実はこれ、すごい吸水性を持っている。これを粉にしてブラン粉に加えると、パンを焼いた時に、生地の中で水分を集めて膨らんでくれるので、でんぷんが無くてもフワフワになるのです。ただのブラン粉と鳥越のブラン粉を焼いてみると、…あらっフシギ。膨らみ方が全然違う。

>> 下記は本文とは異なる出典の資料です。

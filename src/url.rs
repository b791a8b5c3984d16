//! `iscsi://` URL parsing
//!
//! ```text
//! iscsi://[user[%password]@]host[:port]/target-iqn/lun
//! ```
//!
//! IPv6 hosts go in brackets. When a user is given without a password the
//! password is read from `ISCSI_CHAP_PASSWORD`.

use crate::auth::ChapCredentials;
use crate::error::{IscsiError, IscsiResult};
use crate::transport::ISCSI_PORT;
use std::fmt;

const SCHEME: &str = "iscsi://";

/// Environment variable consulted for a CHAP password missing from the URL
pub const CHAP_PASSWORD_ENV: &str = "ISCSI_CHAP_PASSWORD";

/// A parsed `iscsi://` URL
#[derive(Debug, Clone, PartialEq, Eq)]
pub struct IscsiUrl {
    /// `host:port`, port defaulting to 3260
    pub portal: String,
    pub target: String,
    pub lun: u32,
    pub credentials: Option<ChapCredentials>,
}

fn bad(url: &str, why: &str) -> IscsiError {
    IscsiError::Config(format!("invalid iSCSI URL '{}': {}", url, why))
}

impl IscsiUrl {
    pub fn parse(url: &str) -> IscsiResult<Self> {
        Self::parse_with_password(url, std::env::var(CHAP_PASSWORD_ENV).ok())
    }

    fn parse_with_password(url: &str, env_password: Option<String>) -> IscsiResult<Self> {
        let rest = url
            .strip_prefix(SCHEME)
            .ok_or_else(|| bad(url, "must start with iscsi://"))?;

        let (authority, path) = rest
            .split_once('/')
            .ok_or_else(|| bad(url, "missing /target-iqn/lun"))?;

        let (userinfo, hostport) = match authority.rsplit_once('@') {
            Some((user, host)) => (Some(user), host),
            None => (None, authority),
        };

        let credentials = match userinfo {
            None => None,
            Some("") => return Err(bad(url, "empty user name")),
            Some(info) => {
                let (user, password) = match info.split_once('%') {
                    Some((user, password)) => (user, Some(password.to_string())),
                    None => (info, env_password),
                };
                let password = password
                    .filter(|p| !p.is_empty())
                    .ok_or_else(|| bad(url, "CHAP user given without a password"))?;
                Some(ChapCredentials::new(user, password))
            }
        };

        let portal = parse_hostport(url, hostport)?;

        let (target, lun) = path
            .rsplit_once('/')
            .ok_or_else(|| bad(url, "missing LUN"))?;
        if target.is_empty() {
            return Err(bad(url, "empty target name"));
        }
        if target.contains('/') {
            return Err(bad(url, "target name must not contain '/'"));
        }
        let lun = lun
            .parse::<u32>()
            .map_err(|_| bad(url, &format!("LUN '{}' is not a number", lun)))?;

        Ok(IscsiUrl {
            portal,
            target: target.to_string(),
            lun,
            credentials,
        })
    }
}

/// Normalise `host[:port]` to `host:port`
fn parse_hostport(url: &str, hostport: &str) -> IscsiResult<String> {
    if hostport.is_empty() {
        return Err(bad(url, "empty host"));
    }

    let (host, port) = if let Some(v6) = hostport.strip_prefix('[') {
        let (host, after) = v6.split_once(']').ok_or_else(|| bad(url, "unterminated '['"))?;
        let port = match after {
            "" => None,
            p => Some(p.strip_prefix(':').ok_or_else(|| bad(url, "junk after IPv6 address"))?),
        };
        (format!("[{}]", host), port)
    } else {
        match hostport.split_once(':') {
            Some((host, port)) => (host.to_string(), Some(port)),
            None => (hostport.to_string(), None),
        }
    };

    let port = match port {
        None => ISCSI_PORT,
        Some(p) => p.parse::<u16>().map_err(|_| bad(url, &format!("bad port '{}'", p)))?,
    };
    Ok(format!("{}:{}", host, port))
}

impl fmt::Display for IscsiUrl {
    fn fmt(&self, f: &mut fmt::Formatter<'_>) -> fmt::Result {
        write!(f, "{}", SCHEME)?;
        if let Some(chap) = &self.credentials {
            write!(f, "{}@", chap.username)?;
        }
        write!(f, "{}/{}/{}", self.portal, self.target, self.lun)
    }
}

impl std::str::FromStr for IscsiUrl {
    type Err = IscsiError;

    fn from_str(s: &str) -> Result<Self, Self::Err> {
        IscsiUrl::parse(s)
    }
}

こうして、低糖質でもフワフワに膨らむ、儲かり粉を完成させた鳥越製粉は、同じブランの粉を使って様々な新商品を開発!低糖質のお好み焼きの粉に、低糖質のホットケーキ粉、そして、低糖質の麺の粉など、「パンでスマート」というブランドを立ち上げ、さらなる儲かりを生んでいるのです!
スタッフ:去年の売上げは?
清水さん:217億円です。
ブラン粉の活躍で、去年の売上げは217億円。これからも鳥越製粉は、ブランを使った粉でがっちりですね。
▼スタジオでお話を伺いました。
加藤:ブランパン、人気なんですね。
森永さん:今まだローソンにしか卸してないんです。それで、他の企業も作ろうとしてるんですが、まだこれに並ぶものはできてないようです。
加藤:粉ビジネス、面白いですね。
■ラーメンをさらにおいしくする魔法の粉でがっちり!「味源」!
儲かる粉ビジネス最前線!続いては、香川県まんのう町の、のどかな場所にある「味源」って会社。西山社長、儲かっていますか?
西山社長:はい、儲かっています。
あら、良かった。でも、あんまり聞き馴染みのない会社ですが、ここに、今年やたら売れた、とんでもない儲かり粉があるのです。それは…
西山社長:これです。魔法の粉。
そう、「味源」の儲かる粉は「カップラーメンがさらに旨くなる魔法の粉」。

その名の通り、カップ麺にかけるだけで、たちどころに美味しくなるんだとか。
そんなバカな。
スタッフ:本当に美味しくなる?
西山社長:はい、ホントのホントです!
ちょっと怪しい気もしますけど、とりあえず見せてその実力を見せて頂きましょう!まずは、魔法の粉を入れる前のカップ麺。
スタッフ:まぁ普通に美味しいですね。
西山社長:ですよね。じゃあ魔法にかかってください。
スタッフ:どのくらい入れるのですか?
西山社長:3杯ぐらいからがいいですね。
なんと、魔法の粉はスプーンで3杯も投入。

果たして…
スタッフ:…味に、コクが出た感じですね。
西山社長:ヒミツは魚粉なんです!
なんと、鳥と豚のエキスがメインのカップヌードルが、がっつり、魚介系ヌードルに大変身!確かにさらにうまくなった、気もする!

でも、西山社長、なんでこんなものを作ろうと?
西山社長:いや、去年の夏メチャクチャ忙しい時があって、その忙しい時に嫁さん、僕をほっといて実家に帰っちゃったんです。で、毎日カップラーメンを食べていたんですけど、さすがに1週間したら飽きちゃって。それでなんか旨いもの作れないかなと思ったのがきっかけです。
なんと、儲かる粉開発のきっかけは、奥さんの帰省!まさに、ひょうたんから駒ですな…。にしても気になるのは、このネーミング。見ると、確かにちょっと試してみたくなる!シンプルでちょうどいい感じ。これ、どうやって考えたのか?
西山社長:魔法の粉は僕がそのまま考えて…あとは社員から"さらに"を付けた方がいいんじゃないかと言われました。やっぱりメーカーさんに申し訳ないなということで。
ポイントは、メーカーさんをリスペクトして"さらに"を付けた謙虚さ。このネーミングのおかげで、発売から1年で、およそ50万袋、1億円を売上げたのです!とにかく売れすぎて注文に追いつかず、現在10万袋待ちの大人気に!で、魔法の粉の原料はというと…
西山社長:9割近くが魚粉ですね。イワシ、サバ、鰹などの魚粉と、こしょう、唐辛子、そしてガーリック。これを、丁度いいバランスで配合したら完成です。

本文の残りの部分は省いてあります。